Write out the full set of records below exactly.

BEGIN Data supplied

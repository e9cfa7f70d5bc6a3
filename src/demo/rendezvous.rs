//! Blocking rendezvous: a reader task takes `count` values from an
//! unbuffered channel while the main task sends `0..count`. Each send
//! completes only once the matching receive has started.

use std::time::Duration;

use super::{guard, DemoError, Transcript};
use crate::chan::Chan;

pub async fn run(count: i32, stall: Duration, out: &Transcript) -> Result<Vec<i32>, DemoError> {
    let ch: Chan<i32> = Chan::new(0);

    let reader = {
        let ch = ch.clone();
        let out = out.clone();
        tokio::spawn(async move {
            let mut received = Vec::new();
            for _ in 0..count {
                out.line("receiving");
                match ch.recv().await {
                    Some(value) => {
                        out.line(format!("received {}", value));
                        received.push(value);
                    }
                    None => break,
                }
            }
            received
        })
    };

    for i in 0..count {
        guard("rendezvous send", stall, ch.send(i))
            .await?
            .map_err(|_| DemoError::Closed("rendezvous channel"))?;
        out.line(format!("sent {}", i));
    }

    let received = guard("rendezvous reader", stall, reader).await??;
    Ok(received)
}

END Data supplied

Expected answer:
repository e9cfa7f70d5bc6a3
filename src/demo/rendezvous.rs
//! Blocking rendezvous: a reader task takes `count` values from an
//! unbuffered channel while the main task sends `0..count`. Each send
//! completes only once the matching receive has started.

use std::time::Duration;

use super::{guard, DemoError, Transcript};
use crate::chan::Chan;

pub async fn run(count: i32, stall: Duration, out: &Transcript) -> Result<Vec<i32>, DemoError> {
    let ch: Chan<i32> = Chan::new(0);

    let reader = {
        let ch = ch.clone();
        let out = out.clone();
        tokio::spawn(async move {
            let mut received = Vec::new();
            for _ in 0..count {
                out.line("receiving");
                match ch.recv().await {
                    Some(value) => {
                        out.line(format!("received {}", value));
                        received.push(value);
                    }
                    None => break,
                }
            }
            received
        })
    };

    for i in 0..count {
        guard("rendezvous send", stall, ch.send(i))
            .await?
            .map_err(|_| DemoError::Closed("rendezvous channel"))?;
        out.line(format!("sent {}", i));
    }

    let received = guard("rendezvous reader", stall, reader).await??;
    Ok(received)
}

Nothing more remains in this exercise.